# MATERIAL PROVIDED:
=== Section Start ===

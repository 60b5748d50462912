use tracing::debug;

use crate::filter::{is_garbage, normalize_text};
use crate::geometry::Size;
use crate::recognition::{BBox, RawRegion, RecognitionResult, Tier};

#[derive(Debug, Clone)]
pub struct ExtractConfig {
    pub min_confidence: f32,
    pub whole_image_min_confidence: f32,
    pub max_area_ratio: f32,
    pub min_aspect: f32,
    pub max_aspect: f32,
}

impl Default for ExtractConfig {
    fn default() -> Self {
        Self {
            min_confidence: 40.0,
            whole_image_min_confidence: 30.0,
            max_area_ratio: 0.8,
            min_aspect: 0.02,
            max_aspect: 60.0,
        }
    }
}

/// A recognized region that passed every quality gate.
#[derive(Debug, Clone, PartialEq)]
pub struct QualifiedRegion {
    bbox: BBox,
    text: String,
    confidence: f32,
    tier: Tier,
}

impl QualifiedRegion {
    pub fn bbox(&self) -> &BBox {
        &self.bbox
    }

    pub fn text(&self) -> &str {
        &self.text
    }

    pub fn confidence(&self) -> f32 {
        self.confidence
    }

    pub fn tier(&self) -> Tier {
        self.tier
    }
}

/// Returns the qualified regions of the coarsest tier that has any.
///
/// Tiers are never merged; the recognizer's order within the chosen tier is kept.
pub fn extract_regions(
    result: &RecognitionResult,
    image: Size,
    config: &ExtractConfig,
) -> Vec<QualifiedRegion> {
    for tier in Tier::PREFERENCE {
        let regions = result
            .tier(tier)
            .iter()
            .filter_map(|region| qualify(region, image, config))
            .collect::<Vec<_>>();
        if !regions.is_empty() {
            debug!("using {} tier with {} region(s)", tier.as_str(), regions.len());
            return regions;
        }
    }
    Vec::new()
}

/// Single region spanning the image, used when no tier produced anything.
///
/// Gated harder than regular regions because the whole-page text is usually noisier.
pub fn whole_image_region(
    result: &RecognitionResult,
    image: Size,
    config: &ExtractConfig,
) -> Option<QualifiedRegion> {
    let text = normalize_text(&result.text);
    if text.is_empty() || result.confidence < config.whole_image_min_confidence {
        return None;
    }
    if is_garbage(&text) {
        return None;
    }
    Some(QualifiedRegion {
        bbox: BBox {
            x0: 0.0,
            y0: 0.0,
            x1: image.width,
            y1: image.height,
        },
        text,
        confidence: result.confidence,
        tier: Tier::Block,
    })
}

fn qualify(region: &RawRegion, image: Size, config: &ExtractConfig) -> Option<QualifiedRegion> {
    let text = normalize_text(&region.text);
    let bbox = region.bbox?;
    if text.is_empty() {
        return None;
    }
    if region.confidence < config.min_confidence {
        return None;
    }
    if is_garbage(&text) {
        return None;
    }
    if image.is_positive() && bbox.area() > image.area() * config.max_area_ratio {
        return None;
    }
    let (width, height) = (bbox.width(), bbox.height());
    if width <= 0.0 || height <= 0.0 {
        return None;
    }
    let aspect = width / height;
    if aspect < config.min_aspect || aspect > config.max_aspect {
        return None;
    }
    Some(QualifiedRegion {
        bbox,
        text,
        confidence: region.confidence,
        tier: region.tier,
    })
}
use anyhow::Result;
use tracing::Level;
use tracing_subscriber::fmt;

/// Installs the stderr subscriber. Quiet runs only surface warnings.
pub fn init(verbose: bool) -> Result<()> {
    let level = if verbose { Level::DEBUG } else { Level::WARN };
    let _ = fmt()
        .with_max_level(level)
        .with_writer(std::io::stderr)
        .with_target(verbose)
        .with_level(true)
        .with_thread_ids(false)
        .with_thread_names(false)
        .try_init();
    Ok(())
}
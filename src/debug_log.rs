use parking_lot::Mutex;
use serde::Serialize;
use std::sync::Arc;
use time::OffsetDateTime;
use time::format_description::well_known::Rfc3339;
use tracing::{error, info, warn};

#[derive(Debug, Clone, Copy, PartialEq, Eq, Serialize)]
#[serde(rename_all = "lowercase")]
pub enum LogLevel {
    Info,
    Warn,
    Error,
    Success,
}

impl LogLevel {
    pub fn as_str(&self) -> &'static str {
        match self {
            LogLevel::Info => "info",
            LogLevel::Warn => "warn",
            LogLevel::Error => "error",
            LogLevel::Success => "success",
        }
    }
}

#[derive(Debug, Clone, Serialize)]
pub struct LogEntry {
    pub timestamp: String,
    pub level: LogLevel,
    pub message: String,
}

/// Append-only stream of user-visible diagnostics.
///
/// Handles are cheap to clone and share the same buffer. Every entry is also
/// forwarded to `tracing` so it shows up in the process log when verbose.
#[derive(Debug, Clone, Default)]
pub struct DebugLog {
    entries: Arc<Mutex<Vec<LogEntry>>>,
}

impl DebugLog {
    pub fn new() -> Self {
        Self::default()
    }

    pub fn info(&self, message: impl Into<String>) {
        self.push(LogLevel::Info, message.into());
    }

    pub fn warn(&self, message: impl Into<String>) {
        self.push(LogLevel::Warn, message.into());
    }

    pub fn error(&self, message: impl Into<String>) {
        self.push(LogLevel::Error, message.into());
    }

    pub fn success(&self, message: impl Into<String>) {
        self.push(LogLevel::Success, message.into());
    }

    pub fn entries(&self) -> Vec<LogEntry> {
        self.entries.lock().clone()
    }

    pub fn entries_at(&self, level: LogLevel) -> Vec<LogEntry> {
        self.entries
            .lock()
            .iter()
            .filter(|entry| entry.level == level)
            .cloned()
            .collect()
    }

    pub fn len(&self) -> usize {
        self.entries.lock().len()
    }

    pub fn is_empty(&self) -> bool {
        self.entries.lock().is_empty()
    }

    pub fn clear(&self) {
        self.entries.lock().clear();
    }

    fn push(&self, level: LogLevel, message: String) {
        match level {
            LogLevel::Info | LogLevel::Success => info!("{}", message),
            LogLevel::Warn => warn!("{}", message),
            LogLevel::Error => error!("{}", message),
        }
        let timestamp = OffsetDateTime::now_utc()
            .format(&Rfc3339)
            .unwrap_or_default();
        self.entries.lock().push(LogEntry {
            timestamp,
            level,
            message,
        });
    }
}

pub fn format_entries(entries: &[LogEntry]) -> String {
    entries
        .iter()
        .map(|entry| {
            format!(
                "[{}] {:<7} {}",
                entry.timestamp,
                entry.level.as_str().to_uppercase(),
                entry.message
            )
        })
        .collect::<Vec<_>>()
        .join("\n")
}

#[cfg(test)]
mod tests {
    use super::*;

    #[test]
    fn entries_keep_order_and_level() {
        let log = DebugLog::new();
        log.info("first");
        log.warn("second");
        log.success("third");
        let entries = log.entries();
        assert_eq!(entries.len(), 3);
        assert_eq!(entries[0].message, "first");
        assert_eq!(entries[1].level, LogLevel::Warn);
        assert_eq!(entries[2].level, LogLevel::Success);
        assert!(!entries[0].timestamp.is_empty());
    }

    #[test]
    fn clones_share_the_buffer_and_clear_empties_it() {
        let log = DebugLog::new();
        let other = log.clone();
        other.error("boom");
        assert_eq!(log.entries_at(LogLevel::Error).len(), 1);
        log.clear();
        assert!(other.is_empty());
    }

    #[test]
    fn formatted_entries_include_level() {
        let log = DebugLog::new();
        log.warn("remote translation failed");
        let text = format_entries(&log.entries());
        assert!(text.contains("WARN"));
        assert!(text.contains("remote translation failed"));
    }
}
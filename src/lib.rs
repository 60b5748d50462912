use anyhow::{Context, Result, anyhow};
use std::path::{Path, PathBuf};
use std::sync::Arc;

pub mod debug_log;
pub mod delivery;
pub mod extract;
pub mod filter;
pub mod geometry;
pub mod logging;
pub mod overlay;
pub mod page;
pub mod recognition;
pub mod settings;
pub mod translate;

#[cfg(test)]
mod test_util;

pub use debug_log::{DebugLog, LogEntry, LogLevel};
pub use delivery::{Ack, Deliverer, DeliveryConfig, DeliveryError, TabBus, TabId, TranslateRequest};
pub use overlay::{OverlayAnchor, OverlayBox, OverlayStyle};
pub use page::{ImageOutcome, PageProcessor, PageReport, ProcessorConfig};
pub use translate::{Orchestrator, TranslationOutcome};

use delivery::{PageAgent, RequestHandler};
use overlay::{IntervalFrameClock, render_svg, render_svg_bytes};
use page::PageImage;
use page::headless::{RecordingHost, StaticImage, StaticPage};
use recognition::TesseractRecognizer;
use translate::{LocalModelCache, NoLocalModel, RemoteTranslator, TextTranslator};

#[derive(Debug, Clone)]
pub struct Config {
    pub image_path: String,
    pub lang: String,
    pub source_lang: String,
    pub out: Option<String>,
    pub settings_path: Option<String>,
    pub show_log: bool,
}

/// Translates the text in one image file and writes the overlaid result.
///
/// The image is served from a headless page and the request travels through
/// the same tab delivery protocol a browser trigger would use.
pub async fn run(config: Config) -> Result<String> {
    let settings_path = config.settings_path.as_deref().map(Path::new);
    let settings = settings::load_settings(settings_path)?;

    let image_path = Path::new(&config.image_path);
    let bytes = std::fs::read(image_path)
        .with_context(|| format!("failed to read image: {}", image_path.display()))?;
    let mime = infer::get(&bytes)
        .map(|kind| kind.mime_type())
        .filter(|mime| mime.starts_with("image/"))
        .ok_or_else(|| anyhow!("not an image: {}", image_path.display()))?;
    let url = format!("file://{}", image_path.display());
    let image = Arc::new(StaticImage::from_bytes(url, 0, bytes.clone())?);
    let natural = image
        .natural_size()
        .ok_or_else(|| anyhow!("image has no size: {}", image_path.display()))?;
    let page = Arc::new(StaticPage::new(vec![image.clone()]));

    let log = DebugLog::new();
    let host = RecordingHost::new();
    let mut remote = RemoteTranslator::new().with_timeout(settings.remote_timeout);
    if let Some(url) = settings.remote_url.as_deref() {
        remote = remote.with_base_url(url);
    }
    let orchestrator = Orchestrator::new(
        Some(Arc::new(remote) as Arc<dyn TextTranslator>),
        LocalModelCache::new(Arc::new(NoLocalModel)),
        log.clone(),
    );
    let recognizer = TesseractRecognizer::new()
        .with_languages(settings.ocr_languages.clone())
        .with_psm(settings.ocr_psm);
    let processor = Arc::new(PageProcessor::new(
        Arc::new(recognizer),
        Arc::new(orchestrator),
        Arc::new(host.clone()),
        Arc::new(IntervalFrameClock::default()),
        settings.processor_config(),
        log.clone(),
    ));

    let agent = Arc::new(PageAgent::new(processor, page));
    let bus = {
        let agent = agent.clone();
        Arc::new(TabBus::new(move |_tab| agent.clone() as Arc<dyn RequestHandler>))
    };
    let tab = TabId(1);
    bus.open_tab(tab.clone(), true);
    let deliverer = Deliverer::new(bus, settings.delivery.clone(), log.clone());
    let request = TranslateRequest::translate_page(&config.source_lang, &config.lang);
    deliverer
        .deliver(&tab, &request)
        .await
        .with_context(|| "failed to deliver the translate request")?;
    let reports = agent.wait_idle().await;

    let surface = host.live_surface_for(image.id());
    let (overlay_size, boxes) = match surface {
        Some(surface) => (surface.rect.size(), surface.boxes),
        None => (natural, Vec::new()),
    };
    let svg = render_svg(&bytes, mime, natural, overlay_size, &boxes, &settings.style);

    let out_path = config
        .out
        .as_deref()
        .map(PathBuf::from)
        .unwrap_or_else(|| default_output_path(image_path));
    write_output(&out_path, &svg)?;

    let mut output = format!(
        "wrote {} ({} box(es) across {} run(s))",
        out_path.display(),
        boxes.len(),
        reports.len()
    );
    if config.show_log {
        output.push('\n');
        output.push_str(&debug_log::format_entries(&log.entries()));
    }
    Ok(output)
}

fn default_output_path(input: &Path) -> PathBuf {
    let stem = input
        .file_stem()
        .and_then(|stem| stem.to_str())
        .unwrap_or("image");
    input.with_file_name(format!("{}.translated.png", stem))
}

fn write_output(path: &Path, svg: &str) -> Result<()> {
    let extension = path
        .extension()
        .and_then(|ext| ext.to_str())
        .map(|ext| ext.to_ascii_lowercase())
        .unwrap_or_else(|| "png".to_string());
    let bytes = if extension == "svg" {
        svg.as_bytes().to_vec()
    } else {
        let mime = match extension.as_str() {
            "jpg" | "jpeg" => "image/jpeg",
            "webp" => "image/webp",
            "bmp" => "image/bmp",
            "gif" => "image/gif",
            "tif" | "tiff" => "image/tiff",
            _ => "image/png",
        };
        render_svg_bytes(svg, mime)?
    };
    std::fs::write(path, bytes)
        .with_context(|| format!("failed to write output: {}", path.display()))
}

=== Section End ===

# WHAT YOU ARE ASKED TO DO:
Every line above that includes the word "reports" should be listed.

# OUTPUT OF THE EXERCISE:
    let reports = agent.wait_idle().await;
        reports.len()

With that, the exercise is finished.